*The task*
Your answer should be only the lines below from the one with "filename crates/focus-core/src/domain/ids.rs" to the one with "pub trait IdMarker: Send", repeated exactly, ends included.

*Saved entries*
--
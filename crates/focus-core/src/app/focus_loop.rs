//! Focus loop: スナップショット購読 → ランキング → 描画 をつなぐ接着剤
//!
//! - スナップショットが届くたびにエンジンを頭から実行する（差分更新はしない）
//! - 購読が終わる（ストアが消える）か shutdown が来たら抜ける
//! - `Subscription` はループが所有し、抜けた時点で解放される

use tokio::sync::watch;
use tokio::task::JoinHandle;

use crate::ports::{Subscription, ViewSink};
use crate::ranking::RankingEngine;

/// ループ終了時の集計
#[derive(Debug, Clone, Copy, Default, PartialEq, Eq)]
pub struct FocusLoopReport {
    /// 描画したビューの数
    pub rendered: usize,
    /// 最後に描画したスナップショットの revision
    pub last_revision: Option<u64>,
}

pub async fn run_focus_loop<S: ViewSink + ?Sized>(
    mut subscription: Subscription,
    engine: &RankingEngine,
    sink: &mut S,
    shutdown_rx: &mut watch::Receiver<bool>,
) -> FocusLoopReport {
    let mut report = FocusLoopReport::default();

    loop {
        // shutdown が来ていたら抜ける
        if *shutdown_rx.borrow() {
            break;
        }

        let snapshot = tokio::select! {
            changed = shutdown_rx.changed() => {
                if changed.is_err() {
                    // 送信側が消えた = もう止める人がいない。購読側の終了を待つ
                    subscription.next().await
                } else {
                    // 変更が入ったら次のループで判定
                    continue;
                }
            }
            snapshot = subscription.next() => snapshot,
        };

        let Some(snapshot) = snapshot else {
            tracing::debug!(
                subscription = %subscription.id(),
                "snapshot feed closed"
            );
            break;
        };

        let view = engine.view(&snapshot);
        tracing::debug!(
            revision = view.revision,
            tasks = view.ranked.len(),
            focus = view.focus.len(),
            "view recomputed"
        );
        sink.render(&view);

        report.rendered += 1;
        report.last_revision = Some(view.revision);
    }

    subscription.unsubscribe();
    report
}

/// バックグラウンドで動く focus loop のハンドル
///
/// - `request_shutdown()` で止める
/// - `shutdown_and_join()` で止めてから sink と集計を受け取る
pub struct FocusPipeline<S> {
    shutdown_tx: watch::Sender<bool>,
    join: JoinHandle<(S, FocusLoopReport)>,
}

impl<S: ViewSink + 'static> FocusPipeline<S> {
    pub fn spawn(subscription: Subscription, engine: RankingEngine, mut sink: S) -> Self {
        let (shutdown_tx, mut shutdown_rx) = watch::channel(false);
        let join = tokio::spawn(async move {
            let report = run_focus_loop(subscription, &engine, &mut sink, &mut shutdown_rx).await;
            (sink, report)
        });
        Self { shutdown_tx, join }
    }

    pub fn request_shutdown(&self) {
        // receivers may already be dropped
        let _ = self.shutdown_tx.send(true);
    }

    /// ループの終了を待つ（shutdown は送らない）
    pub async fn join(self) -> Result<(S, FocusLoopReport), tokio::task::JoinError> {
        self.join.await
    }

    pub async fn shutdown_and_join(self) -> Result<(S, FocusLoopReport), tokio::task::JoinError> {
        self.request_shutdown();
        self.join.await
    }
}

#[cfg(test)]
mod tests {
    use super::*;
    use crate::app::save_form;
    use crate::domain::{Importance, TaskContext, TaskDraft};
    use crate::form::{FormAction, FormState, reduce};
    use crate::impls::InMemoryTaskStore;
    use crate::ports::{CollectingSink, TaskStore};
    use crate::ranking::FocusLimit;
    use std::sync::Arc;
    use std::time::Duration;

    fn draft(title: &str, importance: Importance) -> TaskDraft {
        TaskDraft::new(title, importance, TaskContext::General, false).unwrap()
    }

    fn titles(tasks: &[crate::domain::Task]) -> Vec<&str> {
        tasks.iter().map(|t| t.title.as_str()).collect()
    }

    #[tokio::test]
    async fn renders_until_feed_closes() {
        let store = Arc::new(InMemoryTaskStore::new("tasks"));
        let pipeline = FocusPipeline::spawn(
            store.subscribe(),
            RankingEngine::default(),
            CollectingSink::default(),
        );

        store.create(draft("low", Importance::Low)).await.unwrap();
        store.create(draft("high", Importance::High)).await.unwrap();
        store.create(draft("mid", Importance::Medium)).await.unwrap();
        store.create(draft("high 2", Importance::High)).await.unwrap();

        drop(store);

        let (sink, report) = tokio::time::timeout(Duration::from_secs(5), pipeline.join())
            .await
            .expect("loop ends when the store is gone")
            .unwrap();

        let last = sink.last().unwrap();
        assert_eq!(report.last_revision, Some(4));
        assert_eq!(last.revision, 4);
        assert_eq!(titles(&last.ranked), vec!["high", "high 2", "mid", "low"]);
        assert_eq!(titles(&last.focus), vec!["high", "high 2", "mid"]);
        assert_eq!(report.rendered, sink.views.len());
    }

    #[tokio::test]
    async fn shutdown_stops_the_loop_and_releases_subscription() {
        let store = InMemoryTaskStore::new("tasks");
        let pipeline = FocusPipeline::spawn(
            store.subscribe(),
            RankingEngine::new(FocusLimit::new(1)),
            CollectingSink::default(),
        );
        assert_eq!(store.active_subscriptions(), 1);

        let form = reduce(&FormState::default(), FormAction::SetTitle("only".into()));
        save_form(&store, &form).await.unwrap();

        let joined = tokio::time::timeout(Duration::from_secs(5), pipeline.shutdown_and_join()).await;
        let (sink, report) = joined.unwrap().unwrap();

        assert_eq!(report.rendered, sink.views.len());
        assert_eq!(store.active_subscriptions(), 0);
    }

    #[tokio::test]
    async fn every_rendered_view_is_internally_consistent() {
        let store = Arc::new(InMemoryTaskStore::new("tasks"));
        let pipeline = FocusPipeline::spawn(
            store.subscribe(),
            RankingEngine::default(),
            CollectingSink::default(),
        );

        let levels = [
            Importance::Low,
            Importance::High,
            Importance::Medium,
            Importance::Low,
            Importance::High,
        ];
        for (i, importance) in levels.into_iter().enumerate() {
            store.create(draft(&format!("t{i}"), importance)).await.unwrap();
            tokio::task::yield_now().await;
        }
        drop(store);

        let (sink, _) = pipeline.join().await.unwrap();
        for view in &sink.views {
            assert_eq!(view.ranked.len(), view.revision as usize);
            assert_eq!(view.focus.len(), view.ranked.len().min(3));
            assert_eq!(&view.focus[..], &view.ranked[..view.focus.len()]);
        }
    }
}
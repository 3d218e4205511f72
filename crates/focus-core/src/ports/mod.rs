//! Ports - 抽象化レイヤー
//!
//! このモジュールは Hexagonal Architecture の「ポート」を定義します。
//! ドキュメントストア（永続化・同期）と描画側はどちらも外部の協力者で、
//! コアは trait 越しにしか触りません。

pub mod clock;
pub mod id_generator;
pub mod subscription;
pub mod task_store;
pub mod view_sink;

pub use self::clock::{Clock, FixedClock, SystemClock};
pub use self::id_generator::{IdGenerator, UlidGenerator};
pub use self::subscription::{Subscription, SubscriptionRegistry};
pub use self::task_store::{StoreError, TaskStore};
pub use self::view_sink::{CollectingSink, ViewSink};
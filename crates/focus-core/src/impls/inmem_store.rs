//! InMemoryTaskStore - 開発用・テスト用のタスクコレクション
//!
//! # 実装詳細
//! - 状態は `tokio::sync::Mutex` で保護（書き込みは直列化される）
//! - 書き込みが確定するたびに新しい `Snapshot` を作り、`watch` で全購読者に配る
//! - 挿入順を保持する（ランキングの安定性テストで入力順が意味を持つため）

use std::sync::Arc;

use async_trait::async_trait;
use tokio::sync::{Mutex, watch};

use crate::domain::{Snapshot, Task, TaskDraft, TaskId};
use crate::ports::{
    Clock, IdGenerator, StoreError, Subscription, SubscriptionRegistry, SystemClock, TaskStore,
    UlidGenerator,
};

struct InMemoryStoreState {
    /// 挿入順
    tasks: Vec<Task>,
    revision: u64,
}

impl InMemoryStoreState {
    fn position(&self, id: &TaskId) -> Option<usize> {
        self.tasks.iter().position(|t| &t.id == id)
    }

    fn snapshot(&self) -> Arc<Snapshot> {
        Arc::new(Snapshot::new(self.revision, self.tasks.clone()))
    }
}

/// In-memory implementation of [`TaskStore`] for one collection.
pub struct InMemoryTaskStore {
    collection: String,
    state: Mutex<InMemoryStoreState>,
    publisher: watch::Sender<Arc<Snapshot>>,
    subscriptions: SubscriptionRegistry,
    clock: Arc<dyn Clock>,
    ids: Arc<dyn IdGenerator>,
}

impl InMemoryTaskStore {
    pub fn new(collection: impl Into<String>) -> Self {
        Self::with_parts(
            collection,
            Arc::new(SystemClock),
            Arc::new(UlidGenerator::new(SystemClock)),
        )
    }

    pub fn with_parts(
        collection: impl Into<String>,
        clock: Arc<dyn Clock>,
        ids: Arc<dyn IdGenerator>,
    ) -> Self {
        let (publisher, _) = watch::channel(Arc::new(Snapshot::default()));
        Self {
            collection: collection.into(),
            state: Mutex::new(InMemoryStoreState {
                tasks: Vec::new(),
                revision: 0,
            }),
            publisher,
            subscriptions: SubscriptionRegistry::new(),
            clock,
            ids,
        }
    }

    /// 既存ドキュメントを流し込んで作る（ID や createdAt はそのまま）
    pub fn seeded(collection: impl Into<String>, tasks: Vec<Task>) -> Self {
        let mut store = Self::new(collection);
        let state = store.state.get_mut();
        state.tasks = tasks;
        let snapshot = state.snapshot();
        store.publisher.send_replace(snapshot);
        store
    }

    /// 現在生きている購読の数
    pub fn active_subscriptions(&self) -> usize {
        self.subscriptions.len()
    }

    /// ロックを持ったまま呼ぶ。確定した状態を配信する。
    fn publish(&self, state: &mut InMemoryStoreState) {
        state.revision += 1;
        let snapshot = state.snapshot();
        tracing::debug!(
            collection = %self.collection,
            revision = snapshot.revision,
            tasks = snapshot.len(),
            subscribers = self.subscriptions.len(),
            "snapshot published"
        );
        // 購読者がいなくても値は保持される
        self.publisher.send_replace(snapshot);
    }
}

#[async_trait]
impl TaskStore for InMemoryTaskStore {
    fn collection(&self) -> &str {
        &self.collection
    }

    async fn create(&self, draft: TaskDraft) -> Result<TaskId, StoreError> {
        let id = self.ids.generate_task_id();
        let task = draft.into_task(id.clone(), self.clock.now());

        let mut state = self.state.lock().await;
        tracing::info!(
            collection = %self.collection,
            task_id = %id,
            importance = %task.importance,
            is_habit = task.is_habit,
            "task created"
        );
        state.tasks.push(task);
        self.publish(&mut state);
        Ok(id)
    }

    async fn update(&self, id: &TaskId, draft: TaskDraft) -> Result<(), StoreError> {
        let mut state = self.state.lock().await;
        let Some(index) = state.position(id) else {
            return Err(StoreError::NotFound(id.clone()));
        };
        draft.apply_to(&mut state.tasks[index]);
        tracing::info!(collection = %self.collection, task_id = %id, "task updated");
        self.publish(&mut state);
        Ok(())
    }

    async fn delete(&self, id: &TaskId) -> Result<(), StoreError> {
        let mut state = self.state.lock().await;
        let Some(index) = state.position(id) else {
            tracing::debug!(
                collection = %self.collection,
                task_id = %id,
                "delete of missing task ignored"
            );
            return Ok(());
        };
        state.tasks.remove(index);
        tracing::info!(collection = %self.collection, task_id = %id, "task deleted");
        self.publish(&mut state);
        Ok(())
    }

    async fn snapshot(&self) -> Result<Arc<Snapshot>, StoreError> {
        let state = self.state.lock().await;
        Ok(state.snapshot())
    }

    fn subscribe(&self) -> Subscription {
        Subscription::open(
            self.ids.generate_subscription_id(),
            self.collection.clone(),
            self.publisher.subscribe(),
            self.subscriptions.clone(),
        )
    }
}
--
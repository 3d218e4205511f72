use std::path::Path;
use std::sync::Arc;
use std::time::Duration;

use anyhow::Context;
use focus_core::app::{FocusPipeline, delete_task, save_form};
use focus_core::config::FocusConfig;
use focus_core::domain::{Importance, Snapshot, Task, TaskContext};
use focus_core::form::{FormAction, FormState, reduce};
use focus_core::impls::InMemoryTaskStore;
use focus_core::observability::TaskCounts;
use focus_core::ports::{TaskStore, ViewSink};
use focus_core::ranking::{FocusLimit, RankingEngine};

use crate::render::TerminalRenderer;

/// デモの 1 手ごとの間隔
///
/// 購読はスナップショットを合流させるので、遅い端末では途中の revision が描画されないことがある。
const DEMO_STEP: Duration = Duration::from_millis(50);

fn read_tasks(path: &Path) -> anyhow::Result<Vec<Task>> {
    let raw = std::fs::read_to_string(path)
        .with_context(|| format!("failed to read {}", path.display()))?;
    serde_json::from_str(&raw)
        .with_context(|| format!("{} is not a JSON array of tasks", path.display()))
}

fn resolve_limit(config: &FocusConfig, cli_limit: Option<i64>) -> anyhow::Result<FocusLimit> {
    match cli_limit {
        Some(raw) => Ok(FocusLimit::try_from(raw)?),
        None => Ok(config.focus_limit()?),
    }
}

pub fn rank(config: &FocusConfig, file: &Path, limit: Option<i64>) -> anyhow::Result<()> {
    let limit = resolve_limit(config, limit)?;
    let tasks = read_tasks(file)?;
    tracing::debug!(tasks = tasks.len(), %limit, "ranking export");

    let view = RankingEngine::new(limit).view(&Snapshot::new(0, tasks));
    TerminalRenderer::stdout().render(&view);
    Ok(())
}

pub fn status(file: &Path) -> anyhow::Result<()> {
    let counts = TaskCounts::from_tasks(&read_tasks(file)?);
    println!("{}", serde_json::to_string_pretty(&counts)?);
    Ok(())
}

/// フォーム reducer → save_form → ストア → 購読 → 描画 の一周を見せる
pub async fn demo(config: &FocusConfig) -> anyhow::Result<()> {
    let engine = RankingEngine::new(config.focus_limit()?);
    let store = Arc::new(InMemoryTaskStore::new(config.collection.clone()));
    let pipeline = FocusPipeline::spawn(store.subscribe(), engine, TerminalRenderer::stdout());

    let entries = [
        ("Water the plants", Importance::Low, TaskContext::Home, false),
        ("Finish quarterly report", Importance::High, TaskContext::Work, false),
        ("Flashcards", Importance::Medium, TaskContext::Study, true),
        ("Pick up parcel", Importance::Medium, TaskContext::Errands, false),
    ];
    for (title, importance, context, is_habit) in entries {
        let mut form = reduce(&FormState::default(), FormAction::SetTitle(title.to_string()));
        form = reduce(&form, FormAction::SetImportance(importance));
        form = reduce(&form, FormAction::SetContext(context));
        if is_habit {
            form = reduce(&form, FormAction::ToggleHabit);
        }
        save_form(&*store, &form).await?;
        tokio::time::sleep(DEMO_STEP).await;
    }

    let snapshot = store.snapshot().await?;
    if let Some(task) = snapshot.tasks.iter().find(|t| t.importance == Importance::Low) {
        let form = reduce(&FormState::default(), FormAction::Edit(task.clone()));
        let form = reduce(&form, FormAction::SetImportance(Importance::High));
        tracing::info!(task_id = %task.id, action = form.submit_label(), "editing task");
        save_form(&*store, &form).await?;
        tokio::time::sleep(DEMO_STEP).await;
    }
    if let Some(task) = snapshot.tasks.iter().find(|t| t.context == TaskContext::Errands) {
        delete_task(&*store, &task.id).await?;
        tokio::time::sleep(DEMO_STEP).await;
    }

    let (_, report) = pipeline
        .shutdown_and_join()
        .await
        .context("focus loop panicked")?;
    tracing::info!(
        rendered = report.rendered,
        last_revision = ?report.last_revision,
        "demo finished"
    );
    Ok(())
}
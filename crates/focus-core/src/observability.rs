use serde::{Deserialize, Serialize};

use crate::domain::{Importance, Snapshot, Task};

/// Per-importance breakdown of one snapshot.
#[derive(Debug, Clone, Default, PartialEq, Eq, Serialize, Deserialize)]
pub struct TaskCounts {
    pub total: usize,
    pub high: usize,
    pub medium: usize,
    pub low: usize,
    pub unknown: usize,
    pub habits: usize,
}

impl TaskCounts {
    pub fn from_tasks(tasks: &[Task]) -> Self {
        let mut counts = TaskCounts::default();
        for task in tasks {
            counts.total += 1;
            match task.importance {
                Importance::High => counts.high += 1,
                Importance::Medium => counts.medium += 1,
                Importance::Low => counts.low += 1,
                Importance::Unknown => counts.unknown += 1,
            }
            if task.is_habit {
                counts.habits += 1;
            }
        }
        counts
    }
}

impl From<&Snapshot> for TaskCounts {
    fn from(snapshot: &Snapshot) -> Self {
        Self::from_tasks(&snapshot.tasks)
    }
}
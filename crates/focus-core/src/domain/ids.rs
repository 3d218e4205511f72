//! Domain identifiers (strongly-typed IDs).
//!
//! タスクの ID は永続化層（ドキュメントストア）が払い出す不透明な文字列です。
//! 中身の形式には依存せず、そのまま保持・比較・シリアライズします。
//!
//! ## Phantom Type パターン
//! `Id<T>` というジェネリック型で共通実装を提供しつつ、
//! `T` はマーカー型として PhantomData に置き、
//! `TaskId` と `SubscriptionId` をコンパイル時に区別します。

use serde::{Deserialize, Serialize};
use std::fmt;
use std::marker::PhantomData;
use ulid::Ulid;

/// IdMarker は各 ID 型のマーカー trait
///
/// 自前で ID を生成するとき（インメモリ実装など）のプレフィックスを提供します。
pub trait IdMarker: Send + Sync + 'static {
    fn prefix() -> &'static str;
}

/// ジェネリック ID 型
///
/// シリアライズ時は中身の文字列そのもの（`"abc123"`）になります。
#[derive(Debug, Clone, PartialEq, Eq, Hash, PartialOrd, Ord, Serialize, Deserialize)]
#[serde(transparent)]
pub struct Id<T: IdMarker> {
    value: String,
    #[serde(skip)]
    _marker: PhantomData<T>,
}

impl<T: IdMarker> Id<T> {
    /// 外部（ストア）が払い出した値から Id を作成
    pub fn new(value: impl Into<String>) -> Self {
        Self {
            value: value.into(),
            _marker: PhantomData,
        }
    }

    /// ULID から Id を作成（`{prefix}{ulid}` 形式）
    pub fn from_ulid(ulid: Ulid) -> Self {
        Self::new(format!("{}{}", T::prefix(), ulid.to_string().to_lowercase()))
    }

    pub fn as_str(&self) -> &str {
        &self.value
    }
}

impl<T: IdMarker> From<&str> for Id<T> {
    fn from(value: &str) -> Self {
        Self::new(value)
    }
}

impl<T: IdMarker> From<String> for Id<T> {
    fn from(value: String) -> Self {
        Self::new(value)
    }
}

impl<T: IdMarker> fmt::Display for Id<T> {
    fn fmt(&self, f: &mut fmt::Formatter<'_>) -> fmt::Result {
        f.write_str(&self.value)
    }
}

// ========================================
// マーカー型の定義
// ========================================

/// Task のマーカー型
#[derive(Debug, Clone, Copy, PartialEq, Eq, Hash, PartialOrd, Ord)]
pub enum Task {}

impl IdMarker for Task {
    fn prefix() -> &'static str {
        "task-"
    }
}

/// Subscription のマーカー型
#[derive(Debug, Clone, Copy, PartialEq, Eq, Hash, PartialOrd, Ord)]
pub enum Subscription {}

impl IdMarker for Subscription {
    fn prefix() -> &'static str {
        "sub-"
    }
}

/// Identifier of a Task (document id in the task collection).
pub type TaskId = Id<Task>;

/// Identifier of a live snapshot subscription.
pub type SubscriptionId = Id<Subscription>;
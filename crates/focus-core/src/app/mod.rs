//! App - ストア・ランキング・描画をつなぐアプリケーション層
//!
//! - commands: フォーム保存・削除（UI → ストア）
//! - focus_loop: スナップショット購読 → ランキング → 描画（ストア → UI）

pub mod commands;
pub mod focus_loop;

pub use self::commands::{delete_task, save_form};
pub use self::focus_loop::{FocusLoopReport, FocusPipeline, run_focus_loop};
--
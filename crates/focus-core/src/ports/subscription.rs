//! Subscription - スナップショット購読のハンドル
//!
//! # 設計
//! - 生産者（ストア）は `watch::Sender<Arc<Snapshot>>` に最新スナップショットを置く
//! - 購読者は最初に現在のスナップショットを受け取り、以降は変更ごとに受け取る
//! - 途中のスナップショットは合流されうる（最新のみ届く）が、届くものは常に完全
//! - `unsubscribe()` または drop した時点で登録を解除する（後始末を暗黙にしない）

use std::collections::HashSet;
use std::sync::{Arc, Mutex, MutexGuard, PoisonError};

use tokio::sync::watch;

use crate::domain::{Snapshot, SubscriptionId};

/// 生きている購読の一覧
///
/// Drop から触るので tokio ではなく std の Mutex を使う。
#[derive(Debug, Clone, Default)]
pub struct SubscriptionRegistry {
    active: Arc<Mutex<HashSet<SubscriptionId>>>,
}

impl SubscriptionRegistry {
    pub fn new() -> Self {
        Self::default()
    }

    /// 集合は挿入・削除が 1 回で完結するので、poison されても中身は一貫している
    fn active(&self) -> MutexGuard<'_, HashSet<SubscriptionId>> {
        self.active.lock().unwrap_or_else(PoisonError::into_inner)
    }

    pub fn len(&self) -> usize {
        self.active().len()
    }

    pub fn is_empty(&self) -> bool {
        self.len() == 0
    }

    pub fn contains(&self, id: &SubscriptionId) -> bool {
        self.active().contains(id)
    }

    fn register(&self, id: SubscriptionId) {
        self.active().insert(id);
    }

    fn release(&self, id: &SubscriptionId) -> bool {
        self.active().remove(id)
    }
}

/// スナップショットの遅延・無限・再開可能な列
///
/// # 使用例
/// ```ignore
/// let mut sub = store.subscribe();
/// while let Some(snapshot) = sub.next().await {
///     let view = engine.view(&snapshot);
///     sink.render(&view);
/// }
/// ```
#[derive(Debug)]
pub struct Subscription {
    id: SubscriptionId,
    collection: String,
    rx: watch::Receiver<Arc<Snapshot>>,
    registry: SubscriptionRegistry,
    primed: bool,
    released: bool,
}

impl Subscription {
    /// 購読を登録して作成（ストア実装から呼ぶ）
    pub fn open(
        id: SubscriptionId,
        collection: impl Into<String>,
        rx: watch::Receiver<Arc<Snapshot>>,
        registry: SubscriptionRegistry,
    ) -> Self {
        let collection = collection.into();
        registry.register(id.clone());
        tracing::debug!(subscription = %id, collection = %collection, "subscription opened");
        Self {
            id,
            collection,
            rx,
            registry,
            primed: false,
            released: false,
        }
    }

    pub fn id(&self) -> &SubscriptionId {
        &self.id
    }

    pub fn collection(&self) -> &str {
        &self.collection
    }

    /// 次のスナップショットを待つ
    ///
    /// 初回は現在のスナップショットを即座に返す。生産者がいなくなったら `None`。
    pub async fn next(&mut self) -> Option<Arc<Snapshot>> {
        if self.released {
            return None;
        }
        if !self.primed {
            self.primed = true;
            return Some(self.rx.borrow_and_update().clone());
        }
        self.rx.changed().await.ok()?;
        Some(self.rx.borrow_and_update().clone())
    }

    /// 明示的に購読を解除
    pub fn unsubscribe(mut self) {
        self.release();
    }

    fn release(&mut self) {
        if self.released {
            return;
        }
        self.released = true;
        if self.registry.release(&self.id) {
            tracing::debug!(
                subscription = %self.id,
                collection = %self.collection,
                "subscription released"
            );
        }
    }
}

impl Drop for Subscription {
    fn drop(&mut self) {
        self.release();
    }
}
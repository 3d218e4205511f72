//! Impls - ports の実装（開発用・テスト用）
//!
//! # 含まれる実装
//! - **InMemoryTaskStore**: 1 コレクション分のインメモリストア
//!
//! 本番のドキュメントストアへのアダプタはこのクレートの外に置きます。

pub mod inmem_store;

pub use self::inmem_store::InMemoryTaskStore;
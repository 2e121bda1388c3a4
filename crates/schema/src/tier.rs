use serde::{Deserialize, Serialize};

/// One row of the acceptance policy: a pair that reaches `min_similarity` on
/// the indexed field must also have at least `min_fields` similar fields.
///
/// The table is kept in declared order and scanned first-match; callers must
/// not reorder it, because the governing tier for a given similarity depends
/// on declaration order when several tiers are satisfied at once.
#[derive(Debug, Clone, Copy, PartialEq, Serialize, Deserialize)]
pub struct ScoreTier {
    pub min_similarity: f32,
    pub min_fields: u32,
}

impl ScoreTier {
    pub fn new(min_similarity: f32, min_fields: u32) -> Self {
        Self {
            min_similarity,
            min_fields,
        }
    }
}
--
*Answer*
filename crates/focus-core/src/domain/ids.rs
repository 3d218e4205511f72
//! Domain identifiers (strongly-typed IDs).
//!
//! タスクの ID は永続化層（ドキュメントストア）が払い出す不透明な文字列です。
//! 中身の形式には依存せず、そのまま保持・比較・シリアライズします。
//!
//! ## Phantom Type パターン
//! `Id<T>` というジェネリック型で共通実装を提供しつつ、
//! `T` はマーカー型として PhantomData に置き、
//! `TaskId` と `SubscriptionId` をコンパイル時に区別します。

use serde::{Deserialize, Serialize};
use std::fmt;
use std::marker::PhantomData;
use ulid::Ulid;

/// IdMarker は各 ID 型のマーカー trait
///
/// 自前で ID を生成するとき（インメモリ実装など）のプレフィックスを提供します。
pub trait IdMarker: Send + Sync + 'static {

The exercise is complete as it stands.